• _What to work on_:
Scan the entries for lines containing the string "user". Reply with how many there are, and nothing else.

[[ Records supplied, beginning ]]

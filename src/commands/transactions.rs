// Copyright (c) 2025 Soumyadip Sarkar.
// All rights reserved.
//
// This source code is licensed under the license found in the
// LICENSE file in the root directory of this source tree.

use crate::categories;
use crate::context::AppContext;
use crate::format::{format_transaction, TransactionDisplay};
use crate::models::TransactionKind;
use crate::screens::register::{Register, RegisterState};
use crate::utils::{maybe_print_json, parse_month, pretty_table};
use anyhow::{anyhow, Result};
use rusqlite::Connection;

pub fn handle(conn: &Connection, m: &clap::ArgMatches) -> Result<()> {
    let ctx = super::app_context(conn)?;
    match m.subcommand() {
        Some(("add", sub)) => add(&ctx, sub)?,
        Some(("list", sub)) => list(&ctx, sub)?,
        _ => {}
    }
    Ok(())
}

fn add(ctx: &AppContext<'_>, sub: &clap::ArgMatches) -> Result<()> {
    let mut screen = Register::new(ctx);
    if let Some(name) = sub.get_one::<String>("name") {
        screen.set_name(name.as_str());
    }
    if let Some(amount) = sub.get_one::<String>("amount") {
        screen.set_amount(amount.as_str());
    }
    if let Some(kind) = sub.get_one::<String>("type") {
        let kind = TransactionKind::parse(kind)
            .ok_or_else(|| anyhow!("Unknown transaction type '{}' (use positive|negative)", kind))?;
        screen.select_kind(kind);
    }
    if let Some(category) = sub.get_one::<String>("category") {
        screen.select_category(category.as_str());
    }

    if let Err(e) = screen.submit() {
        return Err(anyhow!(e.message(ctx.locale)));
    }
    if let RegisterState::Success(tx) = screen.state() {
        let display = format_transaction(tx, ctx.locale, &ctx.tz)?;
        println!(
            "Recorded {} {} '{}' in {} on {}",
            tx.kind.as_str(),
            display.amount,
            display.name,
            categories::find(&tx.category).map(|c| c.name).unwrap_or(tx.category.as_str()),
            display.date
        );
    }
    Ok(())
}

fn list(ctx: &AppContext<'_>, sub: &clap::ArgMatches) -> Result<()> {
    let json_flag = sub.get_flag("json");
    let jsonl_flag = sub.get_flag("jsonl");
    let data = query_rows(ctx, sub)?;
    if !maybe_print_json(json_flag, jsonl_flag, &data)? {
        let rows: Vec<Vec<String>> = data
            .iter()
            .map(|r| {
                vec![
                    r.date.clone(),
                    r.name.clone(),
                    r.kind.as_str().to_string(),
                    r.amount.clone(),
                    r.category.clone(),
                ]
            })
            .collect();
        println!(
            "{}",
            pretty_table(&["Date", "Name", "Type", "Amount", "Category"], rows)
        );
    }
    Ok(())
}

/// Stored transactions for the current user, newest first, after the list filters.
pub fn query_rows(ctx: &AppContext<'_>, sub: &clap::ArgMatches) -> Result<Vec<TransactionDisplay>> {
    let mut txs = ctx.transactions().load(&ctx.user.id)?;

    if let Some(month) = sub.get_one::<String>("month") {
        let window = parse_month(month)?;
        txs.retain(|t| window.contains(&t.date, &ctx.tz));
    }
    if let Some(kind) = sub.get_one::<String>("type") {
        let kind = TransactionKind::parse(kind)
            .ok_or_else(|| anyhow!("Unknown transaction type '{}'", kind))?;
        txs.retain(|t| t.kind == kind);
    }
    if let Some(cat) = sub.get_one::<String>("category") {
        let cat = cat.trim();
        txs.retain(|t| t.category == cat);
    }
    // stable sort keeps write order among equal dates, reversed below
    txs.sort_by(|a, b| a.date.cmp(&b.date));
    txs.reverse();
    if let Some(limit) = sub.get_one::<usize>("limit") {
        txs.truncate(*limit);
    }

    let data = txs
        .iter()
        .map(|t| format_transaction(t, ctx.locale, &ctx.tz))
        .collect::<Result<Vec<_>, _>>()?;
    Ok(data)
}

[[ Records supplied, end ]]

• _Your solution_:
2